Instructions to follow >>
For the data below, report how many lines contain the string "NaiveTime" and write nothing more.

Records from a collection
════════════════

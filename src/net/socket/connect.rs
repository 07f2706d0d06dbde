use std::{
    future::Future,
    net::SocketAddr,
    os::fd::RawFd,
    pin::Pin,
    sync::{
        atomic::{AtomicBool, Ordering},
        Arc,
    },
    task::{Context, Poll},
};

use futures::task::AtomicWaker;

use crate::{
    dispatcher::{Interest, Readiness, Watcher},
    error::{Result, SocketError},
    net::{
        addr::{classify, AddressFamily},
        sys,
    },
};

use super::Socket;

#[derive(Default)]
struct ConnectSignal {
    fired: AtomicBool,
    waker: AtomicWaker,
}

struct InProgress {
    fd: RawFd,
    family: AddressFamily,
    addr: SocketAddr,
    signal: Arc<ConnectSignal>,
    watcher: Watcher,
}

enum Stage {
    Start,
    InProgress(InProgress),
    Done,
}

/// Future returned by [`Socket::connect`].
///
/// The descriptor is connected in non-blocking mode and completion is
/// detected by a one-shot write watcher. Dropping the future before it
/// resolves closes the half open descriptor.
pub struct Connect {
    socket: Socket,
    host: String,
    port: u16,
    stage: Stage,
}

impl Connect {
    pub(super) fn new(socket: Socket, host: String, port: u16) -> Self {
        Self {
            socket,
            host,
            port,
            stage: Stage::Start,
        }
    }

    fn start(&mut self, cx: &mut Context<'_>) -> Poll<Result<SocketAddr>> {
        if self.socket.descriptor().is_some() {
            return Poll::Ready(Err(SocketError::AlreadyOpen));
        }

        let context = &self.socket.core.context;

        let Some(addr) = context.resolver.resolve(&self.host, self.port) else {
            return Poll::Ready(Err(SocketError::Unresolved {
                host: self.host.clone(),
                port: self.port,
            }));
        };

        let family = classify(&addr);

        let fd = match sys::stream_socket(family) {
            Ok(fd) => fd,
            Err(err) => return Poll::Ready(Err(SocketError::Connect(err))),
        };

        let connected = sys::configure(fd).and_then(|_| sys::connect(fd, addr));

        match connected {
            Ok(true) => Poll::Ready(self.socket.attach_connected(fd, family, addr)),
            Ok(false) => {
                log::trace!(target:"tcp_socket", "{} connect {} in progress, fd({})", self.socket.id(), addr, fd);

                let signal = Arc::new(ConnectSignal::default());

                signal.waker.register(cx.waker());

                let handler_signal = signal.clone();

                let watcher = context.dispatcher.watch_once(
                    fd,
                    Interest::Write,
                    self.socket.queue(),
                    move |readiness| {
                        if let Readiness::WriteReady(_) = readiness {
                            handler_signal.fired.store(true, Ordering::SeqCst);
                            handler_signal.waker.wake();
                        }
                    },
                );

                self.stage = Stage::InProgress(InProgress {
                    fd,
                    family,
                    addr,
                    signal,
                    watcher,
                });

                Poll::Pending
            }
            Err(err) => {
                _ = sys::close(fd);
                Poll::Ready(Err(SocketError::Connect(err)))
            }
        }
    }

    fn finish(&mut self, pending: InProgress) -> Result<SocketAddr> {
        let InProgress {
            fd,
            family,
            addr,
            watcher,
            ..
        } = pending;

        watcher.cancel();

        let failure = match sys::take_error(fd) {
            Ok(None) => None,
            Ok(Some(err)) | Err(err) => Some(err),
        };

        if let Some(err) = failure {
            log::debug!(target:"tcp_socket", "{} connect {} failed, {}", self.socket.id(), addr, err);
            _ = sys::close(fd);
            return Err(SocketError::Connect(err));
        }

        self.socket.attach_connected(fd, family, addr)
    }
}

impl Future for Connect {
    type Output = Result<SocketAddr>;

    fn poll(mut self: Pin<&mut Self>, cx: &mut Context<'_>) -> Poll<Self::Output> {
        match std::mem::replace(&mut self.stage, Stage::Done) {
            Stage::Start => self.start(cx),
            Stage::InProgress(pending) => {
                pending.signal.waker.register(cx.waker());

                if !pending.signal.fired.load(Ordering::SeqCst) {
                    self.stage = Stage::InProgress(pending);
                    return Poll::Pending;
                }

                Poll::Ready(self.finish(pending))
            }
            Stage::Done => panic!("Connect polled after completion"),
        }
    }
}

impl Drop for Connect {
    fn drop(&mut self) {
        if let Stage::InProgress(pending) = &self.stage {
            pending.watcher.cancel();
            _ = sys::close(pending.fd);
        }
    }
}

════════════════

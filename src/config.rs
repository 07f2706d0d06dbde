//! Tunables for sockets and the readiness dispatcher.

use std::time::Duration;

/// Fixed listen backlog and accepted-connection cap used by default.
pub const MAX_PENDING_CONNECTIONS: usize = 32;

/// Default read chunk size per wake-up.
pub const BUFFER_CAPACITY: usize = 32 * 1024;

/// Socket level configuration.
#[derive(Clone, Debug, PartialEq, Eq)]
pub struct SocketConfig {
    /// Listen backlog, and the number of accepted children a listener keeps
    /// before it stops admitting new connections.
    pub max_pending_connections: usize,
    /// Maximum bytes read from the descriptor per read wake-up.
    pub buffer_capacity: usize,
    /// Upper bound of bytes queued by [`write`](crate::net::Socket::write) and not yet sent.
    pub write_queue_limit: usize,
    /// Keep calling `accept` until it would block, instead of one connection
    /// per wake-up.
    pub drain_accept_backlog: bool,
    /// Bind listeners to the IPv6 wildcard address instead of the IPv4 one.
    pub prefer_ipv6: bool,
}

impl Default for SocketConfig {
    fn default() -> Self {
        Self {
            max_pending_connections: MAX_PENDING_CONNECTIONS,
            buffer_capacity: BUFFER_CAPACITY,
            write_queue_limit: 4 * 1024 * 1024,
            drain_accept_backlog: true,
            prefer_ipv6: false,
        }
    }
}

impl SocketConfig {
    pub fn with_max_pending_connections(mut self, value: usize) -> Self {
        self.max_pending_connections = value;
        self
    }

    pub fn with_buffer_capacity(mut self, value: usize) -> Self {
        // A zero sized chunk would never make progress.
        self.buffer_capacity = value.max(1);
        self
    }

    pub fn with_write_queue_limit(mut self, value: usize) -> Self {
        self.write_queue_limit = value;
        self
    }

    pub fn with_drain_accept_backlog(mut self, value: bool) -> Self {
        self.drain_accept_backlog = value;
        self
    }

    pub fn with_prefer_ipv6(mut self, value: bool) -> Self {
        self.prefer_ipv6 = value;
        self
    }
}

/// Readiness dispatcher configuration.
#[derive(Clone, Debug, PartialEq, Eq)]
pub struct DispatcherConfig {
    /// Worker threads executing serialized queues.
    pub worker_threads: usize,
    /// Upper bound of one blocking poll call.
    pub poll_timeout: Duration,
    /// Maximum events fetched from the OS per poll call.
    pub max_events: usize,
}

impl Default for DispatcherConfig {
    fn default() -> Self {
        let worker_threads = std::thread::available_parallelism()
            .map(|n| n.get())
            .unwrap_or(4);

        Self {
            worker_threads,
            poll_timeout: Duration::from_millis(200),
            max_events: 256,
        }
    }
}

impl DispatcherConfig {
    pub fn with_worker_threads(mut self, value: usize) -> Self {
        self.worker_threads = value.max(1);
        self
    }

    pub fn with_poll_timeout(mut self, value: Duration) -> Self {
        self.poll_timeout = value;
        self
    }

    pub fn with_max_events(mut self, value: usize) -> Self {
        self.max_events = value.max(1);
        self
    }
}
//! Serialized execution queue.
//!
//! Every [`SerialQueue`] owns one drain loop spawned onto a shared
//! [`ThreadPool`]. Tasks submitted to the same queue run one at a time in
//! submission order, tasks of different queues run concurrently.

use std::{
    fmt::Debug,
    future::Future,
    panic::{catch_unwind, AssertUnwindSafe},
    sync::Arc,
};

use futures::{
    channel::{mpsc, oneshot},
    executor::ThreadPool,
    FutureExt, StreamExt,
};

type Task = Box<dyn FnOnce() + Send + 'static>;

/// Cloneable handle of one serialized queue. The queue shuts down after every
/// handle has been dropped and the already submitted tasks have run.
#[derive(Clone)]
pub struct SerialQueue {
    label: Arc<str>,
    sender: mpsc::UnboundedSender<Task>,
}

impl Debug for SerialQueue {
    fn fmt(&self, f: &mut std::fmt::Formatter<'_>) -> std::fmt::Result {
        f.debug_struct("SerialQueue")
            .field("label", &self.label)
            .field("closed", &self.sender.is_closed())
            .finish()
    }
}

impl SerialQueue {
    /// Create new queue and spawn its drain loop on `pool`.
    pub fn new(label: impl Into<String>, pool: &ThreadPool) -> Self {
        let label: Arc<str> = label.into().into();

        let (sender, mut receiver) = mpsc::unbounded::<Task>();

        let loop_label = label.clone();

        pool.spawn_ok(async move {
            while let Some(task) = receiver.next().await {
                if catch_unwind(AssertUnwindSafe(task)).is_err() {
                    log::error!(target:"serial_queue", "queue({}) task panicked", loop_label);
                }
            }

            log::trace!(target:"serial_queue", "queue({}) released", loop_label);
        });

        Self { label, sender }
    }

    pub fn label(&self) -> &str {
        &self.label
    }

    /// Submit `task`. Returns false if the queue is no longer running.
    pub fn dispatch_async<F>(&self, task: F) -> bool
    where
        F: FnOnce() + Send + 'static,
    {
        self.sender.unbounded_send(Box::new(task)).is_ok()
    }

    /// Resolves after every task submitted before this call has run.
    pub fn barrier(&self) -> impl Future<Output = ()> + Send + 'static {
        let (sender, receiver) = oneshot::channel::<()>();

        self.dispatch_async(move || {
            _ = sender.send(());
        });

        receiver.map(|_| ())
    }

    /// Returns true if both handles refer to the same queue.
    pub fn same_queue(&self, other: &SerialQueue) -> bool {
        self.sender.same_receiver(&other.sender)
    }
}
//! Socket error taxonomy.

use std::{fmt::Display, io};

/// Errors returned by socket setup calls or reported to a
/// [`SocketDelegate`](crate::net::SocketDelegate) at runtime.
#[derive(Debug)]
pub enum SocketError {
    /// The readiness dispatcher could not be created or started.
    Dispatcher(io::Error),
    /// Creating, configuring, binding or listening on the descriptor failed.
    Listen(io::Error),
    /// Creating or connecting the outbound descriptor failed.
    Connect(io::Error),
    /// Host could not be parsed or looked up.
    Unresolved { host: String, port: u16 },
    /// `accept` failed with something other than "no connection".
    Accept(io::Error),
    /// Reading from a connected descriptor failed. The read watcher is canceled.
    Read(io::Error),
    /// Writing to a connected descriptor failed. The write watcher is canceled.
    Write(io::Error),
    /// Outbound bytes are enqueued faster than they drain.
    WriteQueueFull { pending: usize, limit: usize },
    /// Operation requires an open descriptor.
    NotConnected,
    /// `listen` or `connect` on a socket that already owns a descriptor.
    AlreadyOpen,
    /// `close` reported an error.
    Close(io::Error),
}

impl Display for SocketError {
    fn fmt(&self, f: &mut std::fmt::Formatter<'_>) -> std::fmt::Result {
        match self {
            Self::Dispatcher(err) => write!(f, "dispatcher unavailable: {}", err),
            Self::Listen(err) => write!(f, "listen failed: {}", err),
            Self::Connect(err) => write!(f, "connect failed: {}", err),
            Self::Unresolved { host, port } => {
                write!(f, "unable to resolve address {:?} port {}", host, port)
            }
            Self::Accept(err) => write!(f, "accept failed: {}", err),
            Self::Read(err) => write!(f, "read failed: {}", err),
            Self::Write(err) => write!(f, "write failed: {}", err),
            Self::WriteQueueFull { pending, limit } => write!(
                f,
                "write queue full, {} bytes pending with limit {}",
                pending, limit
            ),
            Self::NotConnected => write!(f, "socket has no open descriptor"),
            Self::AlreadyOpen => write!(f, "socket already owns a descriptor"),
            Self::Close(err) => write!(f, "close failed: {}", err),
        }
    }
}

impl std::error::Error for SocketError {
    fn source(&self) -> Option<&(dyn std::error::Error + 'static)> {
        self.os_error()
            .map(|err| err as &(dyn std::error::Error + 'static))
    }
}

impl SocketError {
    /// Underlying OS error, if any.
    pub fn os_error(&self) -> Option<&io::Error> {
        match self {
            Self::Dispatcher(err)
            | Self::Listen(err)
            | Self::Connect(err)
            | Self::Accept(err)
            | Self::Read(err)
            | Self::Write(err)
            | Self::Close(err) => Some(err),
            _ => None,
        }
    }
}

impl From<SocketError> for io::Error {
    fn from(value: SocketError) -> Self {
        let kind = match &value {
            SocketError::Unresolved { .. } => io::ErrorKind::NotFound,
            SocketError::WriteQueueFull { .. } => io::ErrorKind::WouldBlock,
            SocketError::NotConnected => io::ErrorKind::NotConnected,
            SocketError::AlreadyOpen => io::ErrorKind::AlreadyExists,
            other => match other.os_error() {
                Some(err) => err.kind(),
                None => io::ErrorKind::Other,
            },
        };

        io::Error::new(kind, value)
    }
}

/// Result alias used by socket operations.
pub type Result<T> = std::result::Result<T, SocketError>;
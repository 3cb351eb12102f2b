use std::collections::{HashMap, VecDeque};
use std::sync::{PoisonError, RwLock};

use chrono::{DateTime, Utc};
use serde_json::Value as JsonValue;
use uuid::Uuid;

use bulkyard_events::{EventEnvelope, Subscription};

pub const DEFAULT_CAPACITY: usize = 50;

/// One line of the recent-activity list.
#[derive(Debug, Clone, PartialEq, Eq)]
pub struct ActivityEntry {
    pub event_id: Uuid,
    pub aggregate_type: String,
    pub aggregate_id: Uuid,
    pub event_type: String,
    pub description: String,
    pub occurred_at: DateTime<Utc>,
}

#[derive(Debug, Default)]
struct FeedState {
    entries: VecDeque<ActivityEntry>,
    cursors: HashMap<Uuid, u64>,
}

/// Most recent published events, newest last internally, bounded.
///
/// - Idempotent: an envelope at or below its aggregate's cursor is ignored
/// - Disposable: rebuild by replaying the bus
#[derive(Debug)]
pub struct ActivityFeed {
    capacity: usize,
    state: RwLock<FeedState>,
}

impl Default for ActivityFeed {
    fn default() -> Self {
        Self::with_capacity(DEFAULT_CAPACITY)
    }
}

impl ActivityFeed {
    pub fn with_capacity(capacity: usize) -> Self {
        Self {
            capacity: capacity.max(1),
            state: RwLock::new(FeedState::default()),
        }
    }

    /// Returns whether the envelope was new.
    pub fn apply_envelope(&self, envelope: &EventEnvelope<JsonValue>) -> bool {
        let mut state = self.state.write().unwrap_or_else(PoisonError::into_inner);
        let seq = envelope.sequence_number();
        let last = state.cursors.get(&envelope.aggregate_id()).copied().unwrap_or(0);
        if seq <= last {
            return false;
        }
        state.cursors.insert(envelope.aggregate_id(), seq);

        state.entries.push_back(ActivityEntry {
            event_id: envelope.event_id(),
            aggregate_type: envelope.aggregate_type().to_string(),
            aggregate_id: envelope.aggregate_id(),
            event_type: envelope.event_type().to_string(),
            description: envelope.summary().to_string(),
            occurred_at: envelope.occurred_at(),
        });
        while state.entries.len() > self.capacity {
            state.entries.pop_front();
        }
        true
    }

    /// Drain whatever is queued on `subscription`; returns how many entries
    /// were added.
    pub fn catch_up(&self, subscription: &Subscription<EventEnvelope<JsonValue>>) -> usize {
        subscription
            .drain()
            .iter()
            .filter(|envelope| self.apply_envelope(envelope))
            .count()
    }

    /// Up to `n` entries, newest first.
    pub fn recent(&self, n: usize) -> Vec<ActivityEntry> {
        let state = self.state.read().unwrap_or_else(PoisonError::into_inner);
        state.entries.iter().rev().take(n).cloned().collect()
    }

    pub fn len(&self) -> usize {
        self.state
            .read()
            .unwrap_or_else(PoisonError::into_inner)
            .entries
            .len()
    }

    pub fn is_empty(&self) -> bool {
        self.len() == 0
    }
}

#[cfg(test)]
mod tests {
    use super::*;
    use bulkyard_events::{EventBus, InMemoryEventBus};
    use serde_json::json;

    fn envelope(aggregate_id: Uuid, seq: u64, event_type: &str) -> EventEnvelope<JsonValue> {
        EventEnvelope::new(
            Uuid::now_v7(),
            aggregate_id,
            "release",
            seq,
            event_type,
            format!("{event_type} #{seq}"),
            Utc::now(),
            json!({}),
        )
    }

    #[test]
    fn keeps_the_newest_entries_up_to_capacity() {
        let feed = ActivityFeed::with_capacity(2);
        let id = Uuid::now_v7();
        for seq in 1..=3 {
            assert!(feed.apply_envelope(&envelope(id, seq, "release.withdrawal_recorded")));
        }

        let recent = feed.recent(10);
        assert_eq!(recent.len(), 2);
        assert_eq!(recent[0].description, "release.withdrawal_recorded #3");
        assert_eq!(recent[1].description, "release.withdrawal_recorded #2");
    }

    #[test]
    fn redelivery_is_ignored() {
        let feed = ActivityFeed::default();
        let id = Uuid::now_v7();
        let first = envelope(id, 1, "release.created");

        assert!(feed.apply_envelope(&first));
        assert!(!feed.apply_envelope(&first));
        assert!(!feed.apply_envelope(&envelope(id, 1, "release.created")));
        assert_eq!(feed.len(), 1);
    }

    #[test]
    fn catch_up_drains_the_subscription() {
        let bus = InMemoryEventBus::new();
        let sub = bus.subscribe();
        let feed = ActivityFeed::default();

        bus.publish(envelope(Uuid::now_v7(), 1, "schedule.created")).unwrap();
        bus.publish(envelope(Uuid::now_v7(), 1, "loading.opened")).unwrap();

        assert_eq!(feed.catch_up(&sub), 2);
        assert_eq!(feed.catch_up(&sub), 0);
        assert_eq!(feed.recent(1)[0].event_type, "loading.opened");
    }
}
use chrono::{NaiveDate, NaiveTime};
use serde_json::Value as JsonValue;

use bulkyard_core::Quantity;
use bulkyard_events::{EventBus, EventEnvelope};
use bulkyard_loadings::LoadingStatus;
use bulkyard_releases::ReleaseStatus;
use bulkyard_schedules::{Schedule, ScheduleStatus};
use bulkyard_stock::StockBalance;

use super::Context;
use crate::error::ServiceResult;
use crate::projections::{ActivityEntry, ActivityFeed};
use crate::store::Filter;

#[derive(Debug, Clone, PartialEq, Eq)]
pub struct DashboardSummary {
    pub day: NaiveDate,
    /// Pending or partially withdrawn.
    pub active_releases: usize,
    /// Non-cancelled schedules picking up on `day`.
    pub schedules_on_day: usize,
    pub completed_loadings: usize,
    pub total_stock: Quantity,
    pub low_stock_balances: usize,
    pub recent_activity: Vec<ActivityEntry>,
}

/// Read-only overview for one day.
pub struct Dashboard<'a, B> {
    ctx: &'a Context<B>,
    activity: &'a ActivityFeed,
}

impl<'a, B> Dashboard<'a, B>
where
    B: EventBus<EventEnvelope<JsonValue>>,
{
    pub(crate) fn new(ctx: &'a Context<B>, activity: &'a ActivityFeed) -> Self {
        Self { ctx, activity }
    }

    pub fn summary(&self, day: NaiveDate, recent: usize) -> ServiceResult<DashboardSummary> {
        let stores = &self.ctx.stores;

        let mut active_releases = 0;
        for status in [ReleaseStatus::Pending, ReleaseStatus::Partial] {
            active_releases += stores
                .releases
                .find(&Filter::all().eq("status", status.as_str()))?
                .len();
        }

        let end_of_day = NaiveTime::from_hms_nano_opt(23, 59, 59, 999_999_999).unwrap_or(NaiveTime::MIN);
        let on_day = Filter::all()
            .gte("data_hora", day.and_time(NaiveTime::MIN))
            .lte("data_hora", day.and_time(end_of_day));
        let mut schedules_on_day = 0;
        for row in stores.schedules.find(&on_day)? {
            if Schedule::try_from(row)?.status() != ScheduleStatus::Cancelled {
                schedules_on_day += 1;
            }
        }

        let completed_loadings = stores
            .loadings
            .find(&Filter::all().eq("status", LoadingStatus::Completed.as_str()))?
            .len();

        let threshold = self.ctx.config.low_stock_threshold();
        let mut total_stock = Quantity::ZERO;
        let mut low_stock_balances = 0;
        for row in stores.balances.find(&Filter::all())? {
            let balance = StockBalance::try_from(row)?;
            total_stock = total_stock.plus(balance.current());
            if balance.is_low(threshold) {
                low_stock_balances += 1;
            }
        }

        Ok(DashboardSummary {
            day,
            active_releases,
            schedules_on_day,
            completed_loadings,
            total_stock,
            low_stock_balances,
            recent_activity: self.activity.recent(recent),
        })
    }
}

════════════════

Response to this task >>
3